1. ¹Department of Molecular Bases of Human Genetics, Institute of Molecular Genetics, Russian Academy of Sciences, Moscow, Russia
2. ²Department of Chemotherapy, N.N. Blokhin Cancer Research Centre, Russian Academy of Medical Sciences, Moscow, Russia

Correspondence: Dr AV Khrunin, Department of Molecular Bases of Human Genetics, Institute of Molecular Genetics, Russian Academy of Sciences, Kurchatov Square 2, Moscow 123182, Russia. E-mail: khrunin@img.ras.ru

Received 21 April 2009; Revised 7 July 2009; Accepted 19 August 2009; Published online 29 September 2009.

Abstract

Platinum drugs are among the most active and widely used agents in the treatment of different cancers. However, the great individual variability in both outcome and toxicity of platinum chemotherapy requires the identification of genetic markers that can be used to screen patients before treatment.
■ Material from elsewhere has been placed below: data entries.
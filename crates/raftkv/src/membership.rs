//! Cluster membership changes.
//!
//! Members are identified by name. Moving a member to a new address is an
//! explicit `remove` followed by `join`; `join` never overwrites an address.

use crate::consensus::{Consensus, Member, SubmitError};
use crate::error::{KvError, KvResult};
use crate::raft_id;
use std::sync::Arc;

/// Adds and removes voters through the replicated log.
#[derive(Clone)]
pub struct MembershipManager {
    consensus: Arc<dyn Consensus>,
}

impl MembershipManager {
    pub fn new(consensus: Arc<dyn Consensus>) -> Self {
        Self { consensus }
    }

    fn ensure_leader(&self) -> KvResult<()> {
        let leadership = self.consensus.leadership();
        if leadership.is_leader {
            Ok(())
        } else {
            Err(KvError::not_leader(leadership.leader_hint))
        }
    }

    /// Add `node_id` at `addr` as a voter.
    ///
    /// Re-joining with the same address succeeds without a configuration
    /// change. A different address, or a different name that maps to the same
    /// numeric id, is a [`KvError::Conflict`].
    ///
    /// The check above runs before the configuration change is proposed, so
    /// two joins for the same name can race. The consensus engine keeps the
    /// first recorded address; the loser sees it on re-read and gets a
    /// conflict instead of a silent success.
    pub async fn join(&self, node_id: &str, addr: &str) -> KvResult<()> {
        if node_id.is_empty() {
            return Err(KvError::InvalidArgument("node id must not be empty".into()));
        }
        if addr.is_empty() {
            return Err(KvError::InvalidArgument("address must not be empty".into()));
        }
        self.ensure_leader()?;

        let id = raft_id(node_id);
        for member in self.consensus.members() {
            if member.name == node_id {
                if member.addr != addr {
                    return Err(KvError::Conflict {
                        node_id: node_id.to_string(),
                        existing: member.addr,
                        requested: addr.to_string(),
                    });
                }
                if member.voter {
                    tracing::debug!(node = %node_id, %addr, "already a member");
                    return Ok(());
                }
            } else if member.raft_id() == id {
                return Err(KvError::Conflict {
                    node_id: node_id.to_string(),
                    existing: format!("{} ({})", member.addr, member.name),
                    requested: addr.to_string(),
                });
            }
        }

        tracing::info!(node = %node_id, %addr, "joining node");
        self.consensus
            .add_voter(Member::voter(node_id, addr))
            .await
            .map_err(submit_error)?;

        match self.consensus.members().into_iter().find(|m| m.name == node_id) {
            Some(member) if member.addr != addr => {
                tracing::warn!(
                    node = %node_id,
                    existing = %member.addr,
                    requested = %addr,
                    "lost join race"
                );
                Err(KvError::Conflict {
                    node_id: node_id.to_string(),
                    existing: member.addr,
                    requested: addr.to_string(),
                })
            }
            _ => Ok(()),
        }
    }

    /// Remove voter `node_id`. Unknown ids are a no-op.
    pub async fn remove(&self, node_id: &str) -> KvResult<()> {
        if node_id.is_empty() {
            return Err(KvError::InvalidArgument("node id must not be empty".into()));
        }
        self.ensure_leader()?;

        let members = self.consensus.members();
        let Some(target) = members.iter().find(|m| m.name == node_id) else {
            return Ok(());
        };
        let voters = members.iter().filter(|m| m.voter).count();
        if target.voter && voters <= 1 {
            return Err(KvError::InvalidArgument(format!(
                "cannot remove {}, the last voter",
                node_id
            )));
        }

        tracing::info!(node = %node_id, "removing node");
        self.consensus
            .remove_voter(node_id)
            .await
            .map_err(submit_error)
    }
}

fn submit_error(err: SubmitError) -> KvError {
    match err {
        SubmitError::NotLeader { hint } => KvError::NotLeader { hint },
        SubmitError::Fatal(reason) => KvError::Consensus(reason),
        other => KvError::Apply(other.to_string()),
    }
}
In this study, 21 polymorphisms in 10 genes, the protein activities of which may be addressed in different aspects of cisplatin metabolism, were tested for correlations with efficacy and toxicity of cisplatin–cyclophosphamide regimen in 104 ovarian cancer patients. The glutathione S-transferase P1 (GSTP1) Ile105Val polymorphism was strongly associated with progression-free survival (²=12.12, P=0.002). The allelic status of the GSTA1 –69 C>T polymorphism correlated with the overall survival: patients with T/T genotype survived longer than C/C carriers (P=0.044). Thrombocytopenia, anemia and neuropathy were less frequent among patients with the GSTM1-null or GSTM3 intron 6 AGG/AGG genotypes. Severe neutropenia was associated with the TP53 72 Pro/Pro, XPD 312 Asp/Asn and XRCC1 399 Arg/Arg genotypes. A higher risk of nephrotoxicity was noted for patients with the heterozygous ERCC1 19007 T/C and 8092 C/A genotypes. No correlations were found between genotypes and complete tumor responses.